Thousands of protesters have turned out in Shanghai, where the BBC has seen people bundled into police cars.
Students have also demonstrated at universities in Beijing and Nanjing.
The latest unrest follows a protest in the remote north-west city of Urumqi,
People are also increasingly turning against Winnie the Pooh and his Communist regime:
During Saturday night's protest in Shanghai - China's biggest city and a global financial hub in the east of the country - people were heard openly shouting slogans such as "Xi Jinping, step down" and "Communist party, step down".
The Communists have two options: 1) back down or 2) slowly but surely relax the rules in a way that they attempt to 'save face' by saying that the virus and/or our immunity to it has changed and that measures can be relaxed.

They will never admit they are wrong, but if they don't start to reduce restrictions pretty damn quick, any option to save face may disappear.

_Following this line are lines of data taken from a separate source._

#[cfg(test)]
mod tests {
    use super::*;

    fn response(json: &str) -> PredictionResponse {
        serde_json::from_str(json).expect("valid prediction response")
    }

    #[test]
    fn stream_url_is_read_from_urls_or_top_level() {
        let nested = response(
            r#"{"id":"p1","status":"starting","urls":{"stream":"https://stream.example.com/p1"}}"#,
        )
        .into_accepted()
        .expect("accepted");
        assert_eq!(
            nested.stream_handle,
            Some(StreamHandle::new("https://stream.example.com/p1"))
        );

        let flat = response(r#"{"id":"p2","status":"processing","stream_url":"https://s/p2"}"#)
            .into_accepted()
            .expect("accepted");
        assert_eq!(flat.stream_handle, Some(StreamHandle::new("https://s/p2")));

        let none = response(r#"{"id":"p3","status":"starting"}"#)
            .into_accepted()
            .expect("accepted");
        assert_eq!(none.stream_handle, None);
    }

    #[test]
    fn failed_status_becomes_a_classified_error() {
        let error = response(r#"{"id":"p4","status":"failed","error":"Invalid API key"}"#)
            .into_accepted()
            .expect_err("failed prediction");
        assert_eq!(
            error.kind(),
            crate::provider::DispatchErrorKind::AuthOrConfigMissing
        );
    }

    #[test]
    fn request_body_flattens_sampling_into_input() {
        let history = vec![ContextMessage::new(crate::provider::Role::User, "Hi")];
        let sampling = SamplingParams {
            temperature: Some(0.5),
            top_p: None,
            max_tokens: Some(256),
        };
        let body = PredictionBody {
            model: Some("small"),
            input: PredictionInput {
                prompt: "Hello",
                system_prompt: None,
                history: &history,
                sampling: Some(&sampling),
            },
            stream: true,
        };

        let value = serde_json::to_value(&body).expect("serializable");
        assert_eq!(value["model"], "small");
        assert_eq!(value["stream"], true);
        assert_eq!(value["input"]["prompt"], "Hello");
        assert_eq!(value["input"]["temperature"], 0.5);
        assert_eq!(value["input"]["max_tokens"], 256);
        assert_eq!(value["input"]["history"][0]["role"], "user");
        assert!(value["input"].get("system_prompt").is_none());
    }

    #[tokio::test]
    async fn missing_api_key_fails_before_any_request() {
        let client = HttpPredictionClient::new(BackendConfig::new("https://api.example.com", ""))
            .expect("client builds");
        let error = client
            .dispatch(PredictionRequest::new("Hello", Vec::new()))
            .await
            .expect_err("no api key");
        assert!(matches!(error, DispatchError::MissingApiKey { .. }));
    }

    async fn pump_bytes<R>(body: R) -> Vec<TransportResult<Frame>>
    where
        R: AsyncRead + Unpin,
    {
        let handle = StreamHandle::new("https://stream.test/p1");
        let (frame_tx, mut frame_rx) = mpsc::unbounded_channel();
        let (_cancel_tx, mut cancel_rx) = oneshot::channel();
        pump_sse_frames(body, &handle, &frame_tx, &mut cancel_rx).await;
        drop(frame_tx);

        let mut frames = Vec::new();
        while let Some(frame) = frame_rx.recv().await {
            frames.push(frame);
        }
        frames
    }

    fn data_frames(frames: &[TransportResult<Frame>]) -> Vec<Frame> {
        frames
            .iter()
            .map(|frame| frame.as_ref().expect("no transport error").clone())
            .collect()
    }

    #[tokio::test]
    async fn invalid_utf8_line_does_not_end_the_stream() {
        let body: &[u8] = b"data: He\n\ndata: \xff\xfe garbled\n\ndata: llo\n\nevent: done\ndata: {}\n\n";
        let frames = data_frames(&pump_bytes(body).await);

        assert_eq!(frames.len(), 4);
        assert_eq!(frames[0], Frame::Data("He".to_string()));
        assert_eq!(
            frames[1],
            Frame::Data("\u{fffd}\u{fffd} garbled".to_string())
        );
        assert_eq!(frames[2], Frame::Data("llo".to_string()));
        assert_eq!(frames[3], Frame::Done);
    }

    #[tokio::test]
    async fn unterminated_event_is_flushed_at_end_of_body() {
        let body: &[u8] = b": keep-alive\r\ndata: tail\r\n";
        let frames = data_frames(&pump_bytes(body).await);
        assert_eq!(frames, vec![Frame::Data("tail".to_string())]);
    }

    #[tokio::test]
    async fn nothing_is_forwarded_after_a_terminal_frame() {
        let body: &[u8] = b"data: [DONE]\n\ndata: late\n\n";
        let frames = data_frames(&pump_bytes(body).await);
        assert_eq!(frames, vec![Frame::Done]);
    }

    #[tokio::test]
    async fn read_failure_is_reported_after_delivered_frames() {
        let chunks = futures::stream::iter(vec![
            Ok(&b"data: He\n\n"[..]),
            Err(std::io::Error::other("connection reset")),
        ]);
        let frames = pump_bytes(ByteStreamReader::new(chunks)).await;

        assert_eq!(frames.len(), 2);
        assert!(matches!(&frames[0], Ok(Frame::Data(text)) if text == "He"));
        assert!(matches!(&frames[1], Err(TransportError::ReadLine { .. })));
    }

    #[tokio::test]
    async fn cancel_stops_an_idle_stream() {
        let (mut writer, body) = tokio::io::duplex(256);
        let (frame_tx, mut frame_rx) = mpsc::unbounded_channel();
        let (cancel_tx, mut cancel_rx) = oneshot::channel();
        let pump = tokio::spawn(async move {
            let handle = StreamHandle::new("https://stream.test/p1");
            pump_sse_frames(body, &handle, &frame_tx, &mut cancel_rx).await;
        });

        tokio::io::AsyncWriteExt::write_all(&mut writer, b"data: He\n\n")
            .await
            .expect("write");
        let first = frame_rx.recv().await.expect("frame").expect("data");
        assert_eq!(first, Frame::Data("He".to_string()));

        cancel_tx.send(()).expect("pump still listening");
        tokio::time::timeout(Duration::from_secs(1), pump)
            .await
            .expect("pump stops after cancel")
            .expect("pump task");
        assert!(frame_rx.recv().await.is_none());
        drop(writer);
    }

    #[tokio::test]
    async fn unreachable_stream_reports_a_connect_error() {
        let client = HttpPredictionClient::new(BackendConfig::new("https://api.example.com", "k"))
            .expect("client builds");
        let Subscription { mut stream, worker } = client
            .subscribe(StreamHandle::new("http://127.0.0.1:9/stream"))
            .expect("valid handle");

        worker.await;
        let first = stream.recv().await.expect("an outcome is delivered");
        assert!(matches!(first, Err(TransportError::Connect { .. })));
        assert!(stream.recv().await.is_none());
    }

    #[test]
    fn non_http_handles_are_rejected() {
        let client = HttpPredictionClient::new(BackendConfig::new("https://api.example.com", "k"))
            .expect("client builds");
        let result = client.subscribe(StreamHandle::new("ftp://nope"));
        assert!(matches!(result, Err(TransportError::InvalidHandle { .. })));
    }
}
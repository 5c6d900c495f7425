use super::ids::{ConversationId, MessageId};

/// Title stored when a conversation is created with a blank title.
pub const DEFAULT_CONVERSATION_TITLE: &str = "New Conversation";

/// Storage-local message role, decoupled from the chat-layer role enum.
#[derive(Debug, Clone, Copy, PartialEq, Eq, Hash)]
pub enum MessageRole {
    System,
    User,
    Assistant,
}

impl MessageRole {
    pub fn as_str(&self) -> &'static str {
        match self {
            Self::System => "system",
            Self::User => "user",
            Self::Assistant => "assistant",
        }
    }
}

#[derive(Debug, Clone, PartialEq, Eq)]
pub struct ConversationRecord {
    pub id: ConversationId,
    pub title: String,
    pub created_at_unix_seconds: u64,
    pub updated_at_unix_seconds: u64,
    pub deleted_at_unix_seconds: Option<u64>,
}

#[derive(Debug, Clone, PartialEq, Eq)]
pub struct NewConversation {
    /// Caller-chosen id; a fresh one is generated when absent.
    pub id: Option<ConversationId>,
    pub title: String,
}

impl NewConversation {
    pub fn new(title: impl Into<String>) -> Self {
        Self {
            id: None,
            title: title.into(),
        }
    }

    pub fn with_id(mut self, id: ConversationId) -> Self {
        self.id = Some(id);
        self
    }
}

#[derive(Debug, Clone, PartialEq, Eq, Default)]
pub struct ConversationPatch {
    pub title: Option<String>,
}

#[derive(Debug, Clone, PartialEq, Eq)]
pub struct MessageRecord {
    pub id: MessageId,
    pub conversation_id: ConversationId,
    pub seq: u64,
    pub role: MessageRole,
    pub content: String,
    pub created_at_unix_seconds: u64,
    pub deleted_at_unix_seconds: Option<u64>,
}

#[derive(Debug, Clone, PartialEq, Eq)]
pub struct NewMessage {
    pub role: MessageRole,
    pub content: String,
}

impl NewMessage {
    pub fn new(role: MessageRole, content: impl Into<String>) -> Self {
        Self {
            role,
            content: content.into(),
        }
    }
}
use std::time::Duration;

use tokio::time::Instant;

pub const DEFAULT_UPDATE_INTERVAL: Duration = Duration::from_millis(50);

/// Leading-edge, drop-style rate limiter.
///
/// An offer made less than `interval` after the last forward is dropped, never queued.
#[derive(Debug, Clone)]
pub struct UpdateThrottle {
    interval: Duration,
    last_forward: Option<Instant>,
}

impl Default for UpdateThrottle {
    fn default() -> Self {
        Self::new(DEFAULT_UPDATE_INTERVAL)
    }
}

impl UpdateThrottle {
    pub fn new(interval: Duration) -> Self {
        Self {
            interval,
            last_forward: None,
        }
    }

    pub fn interval(&self) -> Duration {
        self.interval
    }

    pub fn admit(&mut self, now: Instant) -> bool {
        let open = self
            .last_forward
            .is_none_or(|last| now.saturating_duration_since(last) >= self.interval);
        if open {
            self.last_forward = Some(now);
        }
        open
    }

    /// Records a forced forward so the next window starts from `now`.
    pub fn mark(&mut self, now: Instant) {
        self.last_forward = Some(now);
    }

    pub fn reset(&mut self) {
        self.last_forward = None;
    }
}

/// Applies an [`UpdateThrottle`] in front of a callback.
pub struct Throttled<F> {
    throttle: UpdateThrottle,
    forward: F,
}

impl<F> Throttled<F> {
    pub fn new(interval: Duration, forward: F) -> Self {
        Self {
            throttle: UpdateThrottle::new(interval),
            forward,
        }
    }

    /// Forwards `value` if the window is open; returns whether it was forwarded.
    pub fn offer<T>(&mut self, value: T) -> bool
    where
        F: FnMut(T),
    {
        if !self.throttle.admit(Instant::now()) {
            return false;
        }
        (self.forward)(value);
        true
    }

    /// Forwards unconditionally, used for the final state of a stream.
    pub fn flush<T>(&mut self, value: T)
    where
        F: FnMut(T),
    {
        self.throttle.mark(Instant::now());
        (self.forward)(value);
    }

    pub fn reset(&mut self) {
        self.throttle.reset();
    }
}
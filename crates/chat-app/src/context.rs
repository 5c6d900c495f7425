use murmur_llm::ContextMessage;

use crate::message::{Message, MessageStatus};

pub const DEFAULT_CONTEXT_MESSAGES: usize = 10;

/// Bounded recent-history slice sent along with each prediction request.
#[derive(Debug, Clone, Copy, PartialEq, Eq)]
pub struct ContextWindow {
    max_messages: usize,
}

impl Default for ContextWindow {
    fn default() -> Self {
        Self::new(DEFAULT_CONTEXT_MESSAGES)
    }
}

impl ContextWindow {
    pub const fn new(max_messages: usize) -> Self {
        Self { max_messages }
    }

    pub const fn max_messages(&self) -> usize {
        self.max_messages
    }

    /// Most recent durable, successful messages in their original order.
    pub fn build(&self, messages: &[Message]) -> Vec<ContextMessage> {
        let eligible = messages
            .iter()
            .filter(|message| message.is_durable() && message.status == MessageStatus::Success)
            .collect::<Vec<_>>();
        let skip = eligible.len().saturating_sub(self.max_messages);

        eligible
            .into_iter()
            .skip(skip)
            .map(|message| ContextMessage::new(message.role.to_provider(), message.content.clone()))
            .collect()
    }
}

I am glad China tried to impose zero Covid in a way; China's failure to achieve their aims has vindicated those of us who could see from the early stages that Sars-CoV-2 was going to become endemic

I won't forget the claims that if we had just locked down a bit earlier, harder or longer, the virus would have been eliminated. However, providing they admit they were wrong, I am happy to forgive!

Media outlets such as (and especially!) the BBC took a long time to admit this, but there are few people (outside the Communist party of China and their cronies) who can't accept this inevitability.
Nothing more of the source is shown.